THE PROBLEM>
Where does the string "DetectError" appear in the listing below? Copy every line where it does.

*** Opening RECORDS ***

// murmuration/src/scoring/fusion.rs
//
// Weighted signal fusion.
//
// Three components, weights from ScorerConfig (sum = 1.00):
//   classifier  0.50  model probability for the account's feature vector
//   structural  0.25  mean of normalized centralities (degree, PageRank, ...)
//   burst       0.25  mean of burst intensity and burst synchrony
//
// A component that cannot be evaluated is dropped and the remaining weights
// are renormalized:
//   - no classifier, classifier error, or
//     output outside [0, 1] (NaN included) → degraded rule-based score
//   - burst score undefined (sparse)       → structural + classifier only
// Within a component each signal gets an equal share of the component weight,
// so every contribution is weight * value and the score is their sum. All
// values are clamped to [0, 1], which keeps the score in [0, 1] and monotone
// in every signal.

use std::cmp::Ordering;
use std::sync::Arc;

use tracing::warn;

use crate::burst::BurstContext;
use crate::config::ScorerConfig;
use crate::context::RunContext;
use crate::error::Diagnostic;
use crate::events::{
    AnomalyScore, FeatureVector, ScoreValue, Signal, SignalContribution, UndefinedReason,
};
use crate::graph::{CentralityMetric, StructuralContext};

use super::cache::ProbabilityCache;
use super::model::{checked_probability, Classifier};

pub fn centrality_signal(metric: CentralityMetric) -> Signal {
    match metric {
        CentralityMetric::Degree => Signal::Degree,
        CentralityMetric::PageRank => Signal::PageRank,
        CentralityMetric::Betweenness => Signal::Betweenness,
    }
}

#[derive(Clone)]
pub struct AnomalyScorer {
    weights: ScorerConfig,
    classifier: Option<Arc<dyn Classifier>>,
    cache: Option<Arc<ProbabilityCache>>,
}

struct Component {
    weight: f64,
    signals: Vec<(Signal, f64)>,
}

impl AnomalyScorer {
    pub fn new(weights: ScorerConfig) -> Self {
        Self { weights, classifier: None, cache: None }
    }

    pub fn with_classifier(mut self, classifier: Arc<dyn Classifier>) -> Self {
        self.classifier = Some(classifier);
        self
    }

    pub fn with_cache(mut self, cache: Arc<ProbabilityCache>) -> Self {
        self.cache = Some(cache);
        self
    }

    pub fn model_version(&self) -> Option<&str> {
        self.classifier.as_deref().map(|c| c.version())
    }

    /// Run-level notice for degraded mode. Call once per run, before scoring.
    pub fn announce(&self, ctx: &RunContext) {
        if self.classifier.is_none() {
            warn!(run_id = %ctx.run_id, "no classifier supplied, scoring in degraded rule-based mode");
            ctx.diagnostics.record(Diagnostic::ModelUnavailable {
                entity_id: "*".into(),
                detail: "no classifier supplied for this run".into(),
            });
        }
    }

    /// Fuse one account's signals. Never fails: missing inputs either drop a
    /// component or make the score explicitly undefined.
    pub fn score(
        &self,
        ctx: &RunContext,
        entity_id: &str,
        features: Option<&FeatureVector>,
        graph: Option<&StructuralContext>,
        burst: Option<&BurstContext>,
    ) -> AnomalyScore {
        let Some(features) = features else {
            ctx.diagnostics.record(Diagnostic::InsufficientData {
                entity_id: entity_id.to_string(),
                detail: "no feature vector".into(),
            });
            return AnomalyScore::undefined(entity_id, UndefinedReason::MissingFeatures);
        };

        let mut components = Vec::with_capacity(3);

        let probability = self.classify(ctx, entity_id, features);
        if let Some(p) = probability {
            components.push(Component {
                weight: self.weights.classifier_weight,
                signals: vec![(Signal::Classifier, p)],
            });
        }

        components.push(Component {
            weight: self.weights.structural_weight,
            signals: structural_signals(ctx, graph),
        });

        if let Some(b) = burst {
            components.push(Component {
                weight: self.weights.burst_weight,
                signals: vec![(Signal::BurstIntensity, b.intensity), (Signal::BurstSynchrony, b.synchrony)],
            });
        }

        let (value, contributions) = fuse(&components);
        AnomalyScore {
            entity_id: entity_id.to_string(),
            score: ScoreValue::Defined { value },
            contributions,
            degraded: probability.is_none(),
        }
    }

    fn classify(&self, ctx: &RunContext, entity_id: &str, fv: &FeatureVector) -> Option<f64> {
        let model = self.classifier.as_deref()?;
        let result = match &self.cache {
            Some(cache) => cache.predict(model, fv),
            None => model.predict_proba(fv).and_then(checked_probability),
        };
        match result {
            Ok(p) => Some(p),
            Err(e) => {
                warn!(run_id = %ctx.run_id, account = %entity_id, error = %e, "classifier failed, degraded score");
                ctx.diagnostics.record(Diagnostic::ModelUnavailable {
                    entity_id: entity_id.to_string(),
                    detail: e.to_string(),
                });
                None
            }
        }
    }
}

fn structural_signals(ctx: &RunContext, graph: Option<&StructuralContext>) -> Vec<(Signal, f64)> {
    match graph {
        Some(g) => g.centrality.iter().map(|(m, v)| (centrality_signal(*m), *v)).collect(),
        None => {
            // not in the graph: isolated, every configured centrality is zero
            let mut metrics: Vec<CentralityMetric> = ctx.config.graph.centrality.clone();
            metrics.sort();
            metrics.dedup();
            metrics.into_iter().map(|m| (centrality_signal(m), 0.0)).collect()
        }
    }
}

fn fuse(components: &[Component]) -> (f64, Vec<SignalContribution>) {
    let active: Vec<&Component> = components.iter().filter(|c| !c.signals.is_empty()).collect();
    let total: f64 = active.iter().map(|c| c.weight).sum();
    let mut contributions = Vec::new();

    for c in &active {
        let share = if total > 0.0 { c.weight / total } else { 1.0 / active.len() as f64 };
        let per_signal = share / c.signals.len() as f64;
        for (signal, value) in &c.signals {
            let value = value.clamp(0.0, 1.0);
            contributions.push(SignalContribution { signal: *signal, value, contribution: per_signal * value });
        }
    }

    contributions.sort_by(|a, b| {
        b.contribution
            .total_cmp(&a.contribution)
            .then_with(|| a.signal.cmp(&b.signal))
    });
    let value: f64 = contributions.iter().map(|c| c.contribution).sum();
    (value.clamp(0.0, 1.0), contributions)
}

/// Descending by value, undefined last, then by entity id.
pub fn rank_order(a: &AnomalyScore, b: &AnomalyScore) -> Ordering {
    match (a.value(), b.value()) {
        (Some(x), Some(y)) => y.total_cmp(&x),
        (Some(_), None) => Ordering::Less,
        (None, Some(_)) => Ordering::Greater,
        (None, None) => Ordering::Equal,
    }
    .then_with(|| a.entity_id.cmp(&b.entity_id))
}
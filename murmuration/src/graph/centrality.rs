// murmuration/src/graph/centrality.rs
//
// Centrality metrics over index-addressed adjacency lists.
//
//   degree       distinct undirected neighbors, a kept self loop counts the
//                node as its own neighbor
//   pagerank     weighted, directed (kept self loops included), dangling
//                mass spread uniformly
//   betweenness  Brandes, undirected, unweighted hops, loops never on a path
//
// Every metric iterates nodes in index order, so results are bit-identical
// across runs for the same graph.

use std::collections::VecDeque;

use crate::config::GraphConfig;

use super::CentralityMetric;

pub(crate) fn compute(
    metric: CentralityMetric,
    adjacency: &[Vec<(usize, f64)>],
    out_weights: &[Vec<(usize, f64)>],
    self_loops: &[f64],
    cfg: &GraphConfig,
) -> Vec<f64> {
    match metric {
        CentralityMetric::Degree => degree(adjacency, self_loops),
        CentralityMetric::PageRank => pagerank(
            out_weights,
            cfg.pagerank_damping,
            cfg.pagerank_max_iter,
            cfg.pagerank_tolerance,
        ),
        CentralityMetric::Betweenness => betweenness(adjacency),
    }
}

pub(crate) fn degree(adjacency: &[Vec<(usize, f64)>], self_loops: &[f64]) -> Vec<f64> {
    adjacency
        .iter()
        .enumerate()
        .map(|(i, n)| {
            let looped = self_loops.get(i).is_some_and(|w| *w > 0.0);
            n.len() as f64 + if looped { 1.0 } else { 0.0 }
        })
        .collect()
}

pub(crate) fn pagerank(
    out_weights: &[Vec<(usize, f64)>],
    damping: f64,
    max_iter: usize,
    tolerance: f64,
) -> Vec<f64> {
    let n = out_weights.len();
    if n == 0 {
        return Vec::new();
    }
    let uniform = 1.0 / n as f64;
    let totals: Vec<f64> = out_weights
        .iter()
        .map(|edges| edges.iter().map(|(_, w)| *w).sum())
        .collect();

    let mut rank = vec![uniform; n];
    for _ in 0..max_iter {
        let dangling: f64 = (0..n).filter(|&i| totals[i] <= 0.0).map(|i| rank[i]).sum();
        let base = (1.0 - damping) * uniform + damping * dangling * uniform;
        let mut next = vec![base; n];
        for (i, edges) in out_weights.iter().enumerate() {
            if totals[i] <= 0.0 {
                continue;
            }
            let share = damping * rank[i] / totals[i];
            for (j, w) in edges {
                next[*j] += share * w;
            }
        }
        let delta: f64 = next.iter().zip(&rank).map(|(a, b)| (a - b).abs()).sum();
        rank = next;
        if delta < tolerance {
            break;
        }
    }
    rank
}

pub(crate) fn betweenness(adjacency: &[Vec<(usize, f64)>]) -> Vec<f64> {
    let n = adjacency.len();
    let mut cb = vec![0.0f64; n];

    for s in 0..n {
        let mut stack = Vec::with_capacity(n);
        let mut preds: Vec<Vec<usize>> = vec![Vec::new(); n];
        let mut sigma = vec![0.0f64; n];
        let mut dist = vec![-1i64; n];
        sigma[s] = 1.0;
        dist[s] = 0;

        let mut queue = VecDeque::from([s]);
        while let Some(v) = queue.pop_front() {
            stack.push(v);
            for (w, _) in &adjacency[v] {
                let w = *w;
                if dist[w] < 0 {
                    dist[w] = dist[v] + 1;
                    queue.push_back(w);
                }
                if dist[w] == dist[v] + 1 {
                    sigma[w] += sigma[v];
                    preds[w].push(v);
                }
            }
        }

        let mut delta = vec![0.0f64; n];
        while let Some(w) = stack.pop() {
            for &v in &preds[w] {
                delta[v] += sigma[v] / sigma[w] * (1.0 + delta[w]);
            }
            if w != s {
                cb[w] += delta[w];
            }
        }
    }

    // each undirected path was counted from both endpoints
    cb.iter_mut().for_each(|c| *c /= 2.0);
    cb
}

/// Scale by the maximum so the most central node is 1.0; all-zero stays zero.
pub(crate) fn normalize_by_max(values: &[f64]) -> Vec<f64> {
    let max = values.iter().copied().fold(0.0f64, f64::max);
    if max <= 0.0 {
        return vec![0.0; values.len()];
    }
    values.iter().map(|v| (v / max).clamp(0.0, 1.0)).collect()
}
// murmuration/src/error.rs
//
// Error taxonomy for a detection run.
//
// Only DetectError aborts a run. Everything else is a Diagnostic: recorded in
// the run-scoped collector, counted, and surfaced in the DiagnosticReport while
// the run carries on.

use std::collections::BTreeMap;

use parking_lot::Mutex;
use serde::{Deserialize, Serialize};
use thiserror::Error;

/// Detail lines kept per run; counts keep going past this.
const MAX_DETAILS: usize = 256;

#[derive(Error, Debug)]
pub enum DetectError {
    #[error("empty input: {0}")]
    EmptyInput(String),

    #[error("invalid configuration: {0}")]
    InvalidConfig(String),

    #[error("run cancelled during {0}")]
    Cancelled(&'static str),

    #[error("worker task failed: {0}")]
    Worker(String),
}

#[derive(Error, Debug, Clone, PartialEq)]
pub enum FeatureError {
    #[error("non-finite value {value} for feature '{key}'")]
    NonFinite { key: String, value: f64 },

    #[error("extension key '{0}' must be 1-64 chars of [a-z0-9_]")]
    InvalidKey(String),

    #[error("extension key '{0}' shadows a fixed feature signal")]
    ShadowsFixedSignal(String),

    #[error("more than {max} extension features")]
    TooManyExtensions { max: usize },
}

#[derive(Error, Debug, Clone, PartialEq)]
pub enum ModelError {
    #[error("model unavailable: {0}")]
    Unavailable(String),

    #[error("model returned invalid probability {0}")]
    InvalidOutput(f64),
}

#[derive(Error, Debug)]
pub enum StoreError {
    #[error("threshold store I/O: {0}")]
    Io(#[from] std::io::Error),

    #[error("threshold store encoding: {0}")]
    Encoding(#[from] serde_json::Error),
}

// ── Non-fatal diagnostics ─────────────────────────────────────────────────────

#[derive(Debug, Clone, Copy, Serialize, Deserialize, PartialEq, Eq, Hash, PartialOrd, Ord)]
#[serde(rename_all = "snake_case")]
pub enum DiagnosticKind {
    IngestionMismatch,
    InsufficientData,
    ModelUnavailable,
    CalibrationFailure,
    GraphConstruction,
}

#[derive(Error, Debug, Clone, PartialEq, Serialize, Deserialize)]
#[serde(tag = "kind", rename_all = "snake_case")]
pub enum Diagnostic {
    #[error("edge {origin} -> {target} references unknown account '{unknown}'")]
    IngestionMismatch { origin: String, target: String, unknown: String },

    #[error("insufficient data for '{entity_id}': {detail}")]
    InsufficientData { entity_id: String, detail: String },

    #[error("classifier unavailable for '{entity_id}', rule-based score used: {detail}")]
    ModelUnavailable { entity_id: String, detail: String },

    #[error("calibration failed for '{metric}': {detail}")]
    CalibrationFailure { metric: String, detail: String },

    #[error("rejected edge {origin} -> {target}: {detail}")]
    GraphConstruction { origin: String, target: String, detail: String },
}

impl Diagnostic {
    pub fn kind(&self) -> DiagnosticKind {
        match self {
            Self::IngestionMismatch { .. } => DiagnosticKind::IngestionMismatch,
            Self::InsufficientData { .. } => DiagnosticKind::InsufficientData,
            Self::ModelUnavailable { .. } => DiagnosticKind::ModelUnavailable,
            Self::CalibrationFailure { .. } => DiagnosticKind::CalibrationFailure,
            Self::GraphConstruction { .. } => DiagnosticKind::GraphConstruction,
        }
    }
}

/// Run-scoped sink shared by every component of a run.
#[derive(Debug, Default)]
pub struct Diagnostics {
    inner: Mutex<DiagnosticsInner>,
}

#[derive(Debug, Default)]
struct DiagnosticsInner {
    counts: BTreeMap<DiagnosticKind, u64>,
    details: Vec<Diagnostic>,
}

impl Diagnostics {
    pub fn new() -> Self {
        Self::default()
    }

    pub fn record(&self, diagnostic: Diagnostic) {
        let mut inner = self.inner.lock();
        *inner.counts.entry(diagnostic.kind()).or_default() += 1;
        if inner.details.len() < MAX_DETAILS {
            inner.details.push(diagnostic);
        }
    }

    pub fn extend(&self, diagnostics: impl IntoIterator<Item = Diagnostic>) {
        for d in diagnostics {
            self.record(d);
        }
    }

    pub fn count(&self, kind: DiagnosticKind) -> u64 {
        self.inner.lock().counts.get(&kind).copied().unwrap_or(0)
    }

    /// Snapshot with details sorted so concurrent recording order does not leak out.
    pub fn report(&self) -> DiagnosticReport {
        let inner = self.inner.lock();
        let mut details = inner.details.clone();
        details.sort_by_key(|d| (d.kind(), d.to_string()));
        DiagnosticReport {
            counts: inner.counts.clone(),
            truncated: inner.counts.values().sum::<u64>() as usize > details.len(),
            details,
        }
    }
}

#[derive(Debug, Clone, Default, Serialize, Deserialize, PartialEq)]
pub struct DiagnosticReport {
    pub counts: BTreeMap<DiagnosticKind, u64>,
    pub details: Vec<Diagnostic>,
    pub truncated: bool,
}

impl DiagnosticReport {
    pub fn count(&self, kind: DiagnosticKind) -> u64 {
        self.counts.get(&kind).copied().unwrap_or(0)
    }
}
// murmuration/tests/pipeline.rs
//
// Run-level guarantees: reproducibility, degraded mode, undefined scores,
// cancellation, cluster invariants.

use std::collections::BTreeMap;
use std::sync::Arc;

use chrono::{DateTime, Duration, TimeZone, Utc};

use murmuration::error::{DiagnosticKind, ModelError};
use murmuration::events::{
    Account, FeatureSignal, FeatureVector, InteractionKind, InteractionRecord, LabeledRecord, Post, Provenance,
    ScoreValue, Signal, UndefinedReason,
};
use murmuration::scoring::{AnomalyScorer, Classifier, ProbabilityCache};
use murmuration::{pipeline, CancelToken, DetectConfig, DetectError, RunContext, RunInput};

struct Lookup(BTreeMap<String, f64>);

impl Classifier for Lookup {
    fn version(&self) -> &str {
        "lookup-v1"
    }

    fn predict_proba(&self, fv: &FeatureVector) -> Result<f64, ModelError> {
        self.0
            .get(&fv.entity_id)
            .copied()
            .ok_or_else(|| ModelError::Unavailable(format!("no entry for {}", fv.entity_id)))
    }
}

fn t0() -> DateTime<Utc> {
    Utc.with_ymd_and_hms(2024, 5, 10, 0, 0, 0).unwrap()
}

fn rec(s: &str, t: &str, kind: InteractionKind, hours: i64) -> InteractionRecord {
    InteractionRecord::new(s, t, kind, t0() + Duration::hours(hours))
}

fn features(id: &str, rate: f64) -> FeatureVector {
    FeatureVector::new(id, Provenance::versioned("content", "f2"))
        .with_value(FeatureSignal::PostRate, rate)
        .unwrap()
        .with_value(FeatureSignal::DuplicateContentRatio, rate / 10.0)
        .unwrap()
}

/// Two dense groups of accounts, one quiet pair, and `g` with no features.
fn snapshot() -> RunInput {
    let ids = ["a", "b", "c", "d", "e", "f", "g", "h", "i"];
    let mut interactions = Vec::new();
    for (h, (s, t)) in [("a", "b"), ("b", "c"), ("c", "a"), ("a", "c"), ("b", "a")].iter().enumerate() {
        interactions.push(rec(s, t, InteractionKind::Retweet, h as i64));
    }
    for (h, (s, t)) in [("d", "e"), ("e", "f"), ("f", "d")].iter().enumerate() {
        interactions.push(rec(s, t, InteractionKind::Reply, h as i64));
    }
    interactions.push(rec("h", "i", InteractionKind::Mention, 2));
    interactions.push(rec("c", "d", InteractionKind::Follow, 9).with_weight(0.1));

    let mut posts = Vec::new();
    for id in ["a", "b", "c"] {
        for n in 0..12 {
            let day = if n < 2 { 0 } else { 6 };
            posts.push(Post {
                id: format!("{id}-{n}"),
                account_id: id.into(),
                timestamp: t0() + Duration::days(day) + Duration::minutes(n),
                language: Some("en".into()),
            });
        }
    }

    RunInput {
        accounts: ids
            .iter()
            .map(|id| Account { id: id.to_string(), created_at: t0() - Duration::days(3), metadata: BTreeMap::new() })
            .collect(),
        posts,
        interactions,
        features: ids.iter().filter(|id| **id != "g").map(|id| features(id, 2.0)).collect(),
        labels: ["a", "b", "c", "d", "e", "f", "g", "h", "i"]
            .iter()
            .map(|id| LabeledRecord { entity_id: id.to_string(), label: matches!(*id, "a" | "b" | "c" | "g") })
            .collect(),
    }
}

fn classifier() -> Arc<Lookup> {
    let probs = [("a", 0.95), ("b", 0.9), ("c", 0.92), ("d", 0.3), ("e", 0.25), ("f", 0.2), ("h", 0.1), ("i", 0.15)];
    Arc::new(Lookup(probs.iter().map(|(id, p)| (id.to_string(), *p)).collect()))
}

fn config() -> DetectConfig {
    let mut cfg = DetectConfig::default();
    cfg.aggregator.min_cluster_size = 2;
    cfg.aggregator.score_floor = 0.4;
    cfg
}

fn scorer(cfg: &DetectConfig) -> AnomalyScorer {
    AnomalyScorer::new(cfg.scorer.clone()).with_classifier(classifier())
}

#[tokio::test]
async fn same_input_same_seed_same_output() {
    let cfg = config();
    let input = Arc::new(snapshot());
    let first = pipeline::run(RunContext::new(cfg.clone(), 42), Arc::clone(&input), scorer(&cfg), None)
        .await
        .unwrap();
    let second = pipeline::run(RunContext::new(cfg.clone(), 42), input, scorer(&cfg), None).await.unwrap();
    assert_eq!(first, second);
    assert!(!first.run_id.is_empty());
}

#[tokio::test]
async fn record_order_does_not_change_the_result() {
    let cfg = config();
    let input = snapshot();
    let mut shuffled = input.clone();
    shuffled.accounts.reverse();
    shuffled.posts.reverse();
    shuffled.interactions.reverse();
    shuffled.features.reverse();
    shuffled.labels.reverse();

    let a = pipeline::run(RunContext::new(cfg.clone(), 7), Arc::new(input), scorer(&cfg), None).await.unwrap();
    let b = pipeline::run(RunContext::new(cfg.clone(), 7), Arc::new(shuffled), scorer(&cfg), None).await.unwrap();
    assert_eq!(a, b);
}

#[tokio::test]
async fn seed_is_part_of_the_run_id() {
    let cfg = config();
    let input = Arc::new(snapshot());
    let a = pipeline::run(RunContext::new(cfg.clone(), 1), Arc::clone(&input), scorer(&cfg), None).await.unwrap();
    let b = pipeline::run(RunContext::new(cfg.clone(), 2), input, scorer(&cfg), None).await.unwrap();
    assert_ne!(a.run_id, b.run_id);
}

#[tokio::test]
async fn missing_classifier_degrades_every_score() {
    let cfg = config();
    let scorer = AnomalyScorer::new(cfg.scorer.clone());
    let out = pipeline::run(RunContext::new(cfg, 3), Arc::new(snapshot()), scorer, None).await.unwrap();

    assert_eq!(out.model_version, "rule-based");
    let defined: Vec<_> = out.scores.iter().filter(|s| s.value().is_some()).collect();
    assert_eq!(defined.len(), 8);
    assert!(defined.iter().all(|s| s.degraded));
    assert!(defined.iter().all(|s| s.value().is_some_and(|v| (0.0..=1.0).contains(&v))));
    assert_eq!(out.diagnostics.count(DiagnosticKind::ModelUnavailable), 1);
}

#[tokio::test]
async fn account_without_features_is_undefined_and_never_flagged() {
    let cfg = config();
    let out = pipeline::run(RunContext::new(cfg.clone(), 3), Arc::new(snapshot()), scorer(&cfg), None)
        .await
        .unwrap();

    let g = out.scores.iter().find(|s| s.entity_id == "g").unwrap();
    assert_eq!(g.score, ScoreValue::Undefined { reason: UndefinedReason::MissingFeatures });
    assert!(!out.flagged.contains(&"g".to_string()));
    assert!(out.clusters.iter().all(|c| !c.accounts.contains("g")));
    assert!(out.diagnostics.count(DiagnosticKind::InsufficientData) >= 1);

    // g's label had no defined score to pair with
    let calibration = out.calibration.as_ref().unwrap();
    assert_eq!(calibration.skipped, 1);
    assert_eq!(calibration.n_positive + calibration.n_negative, 8);
}

#[tokio::test]
async fn labels_recalibrate_and_flag() {
    let cfg = config();
    let out = pipeline::run(RunContext::new(cfg.clone(), 3), Arc::new(snapshot()), scorer(&cfg), None)
        .await
        .unwrap();

    assert!(out.recalibrated);
    let t = out.threshold.as_ref().unwrap();
    assert_eq!(t.model_version, "lookup-v1");
    assert_eq!(t.metric, cfg.calibration.metric);
    assert_eq!(t.n_samples, 8);
    for s in &out.scores {
        let above = s.value().is_some_and(|v| v >= t.cutoff);
        assert_eq!(above, out.flagged.contains(&s.entity_id), "{}", s.entity_id);
    }
}

#[tokio::test]
async fn no_labels_carries_previous_threshold() {
    let cfg = config();
    let mut input = snapshot();
    input.labels.clear();
    let previous = murmuration::events::Threshold {
        metric: cfg.calibration.metric.clone(),
        cutoff: 0.5,
        dataset_id: "earlier".into(),
        model_version: "lookup-v1".into(),
        n_samples: 40,
        precision: 0.8,
        recall: 0.7,
        f1: 0.75,
    };
    let out = pipeline::run(RunContext::new(cfg.clone(), 3), Arc::new(input), scorer(&cfg), Some(previous.clone()))
        .await
        .unwrap();

    assert!(!out.recalibrated);
    assert!(out.calibration.is_none());
    assert_eq!(out.threshold, Some(previous));
    assert_eq!(out.diagnostics.count(DiagnosticKind::CalibrationFailure), 0);
}

#[tokio::test]
async fn clusters_respect_size_floor_and_defined_scores() {
    let cfg = config();
    let out = pipeline::run(RunContext::new(cfg.clone(), 5), Arc::new(snapshot()), scorer(&cfg), None)
        .await
        .unwrap();
    let score_of: BTreeMap<&str, Option<f64>> =
        out.scores.iter().map(|s| (s.entity_id.as_str(), s.value())).collect();

    assert!(!out.clusters.is_empty());
    for (i, c) in out.clusters.iter().enumerate() {
        assert_eq!(c.cluster_id, i as u32);
        assert!(c.size() >= cfg.aggregator.min_cluster_size);
        assert!(c.mean_member_score >= cfg.aggregator.score_floor);
        assert!((0.0..=1.0).contains(&c.aggregate_score));
        for id in &c.accounts {
            assert!(score_of[id.as_str()].is_some(), "{id} has no defined score");
        }
    }
    for pair in out.clusters.windows(2) {
        assert!(pair[0].aggregate_score >= pair[1].aggregate_score);
    }
}

#[tokio::test]
async fn discarded_interactions_are_not_burst_activity() {
    let cfg = config();
    let clean = snapshot();
    let mut noisy = clean.clone();
    // a day-6 spike from h made only of records the graph discards
    for m in 0..15 {
        let at = t0() + Duration::days(6) + Duration::minutes(m);
        noisy.interactions.push(InteractionRecord::new("h", "i", InteractionKind::Reply, at).with_weight(-1.0));
        noisy.interactions.push(InteractionRecord::new("h", "ghost", InteractionKind::Reply, at));
    }

    let base = pipeline::run(RunContext::new(cfg.clone(), 3), Arc::new(clean), scorer(&cfg), None).await.unwrap();
    let out = pipeline::run(RunContext::new(cfg.clone(), 3), Arc::new(noisy), scorer(&cfg), None).await.unwrap();

    assert_eq!(out.graph.rejected, 15);
    assert_eq!(out.graph.dropped_unknown, 15);
    let h = |o: &murmuration::RunOutput| o.scores.iter().find(|s| s.entity_id == "h").cloned().unwrap();
    assert_eq!(h(&out), h(&base));
    assert!(h(&out).contributions.iter().all(|c| c.signal != Signal::BurstIntensity || c.value == 0.0));
}

#[tokio::test]
async fn cancelled_run_stops_with_cancelled() {
    let cfg = config();
    let cancel = CancelToken::new();
    cancel.cancel();
    let ctx = RunContext::new(cfg.clone(), 0).with_cancel(cancel);
    let res = pipeline::run(ctx, Arc::new(snapshot()), scorer(&cfg), None).await;
    assert!(matches!(res, Err(DetectError::Cancelled(_))));
}

#[tokio::test]
async fn cache_is_reused_across_runs() {
    let cfg = config();
    let cache = Arc::new(ProbabilityCache::new());
    let scorer = scorer(&cfg).with_cache(Arc::clone(&cache));
    let input = Arc::new(snapshot());

    pipeline::run(RunContext::new(cfg.clone(), 0), Arc::clone(&input), scorer.clone(), None).await.unwrap();
    let misses = cache.misses();
    assert_eq!(misses, 8);
    pipeline::run(RunContext::new(cfg.clone(), 0), input, scorer, None).await.unwrap();
    assert_eq!(cache.misses(), misses);
    assert_eq!(cache.hits(), 8);
}
// murmuration/src/lib.rs
//
// Murmuration: coordinated influence campaign detection over a batch of
// accounts, posts and interactions.
//
//   graph      interaction graph, centrality, communities
//   burst      per-account burst windows and synchronized burst groups
//   scoring    classifier + structural + burst fusion into one score
//   campaign   score-profile clustering into campaign candidates
//   calibrate  threshold sweep against labels, threshold persistence
//   pipeline   one run end to end

pub mod burst;
pub mod calibrate;
pub mod campaign;
pub mod config;
pub mod context;
pub mod error;
pub mod events;
pub mod graph;
pub mod pipeline;
pub mod scoring;

pub use config::DetectConfig;
pub use context::{CancelToken, RunContext};
pub use error::{DetectError, Diagnostic, DiagnosticKind, DiagnosticReport};
pub use pipeline::{run, RunInput, RunOutput};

*** Closing RECORDS ***

WORKED SOLUTION>
// Only DetectError aborts a run. Everything else is a Diagnostic: recorded in
pub enum DetectError {
use murmuration::{pipeline, CancelToken, DetectConfig, DetectError, RunContext, RunInput};
    assert!(matches!(res, Err(DetectError::Cancelled(_))));
pub use error::{DetectError, Diagnostic, DiagnosticKind, DiagnosticReport};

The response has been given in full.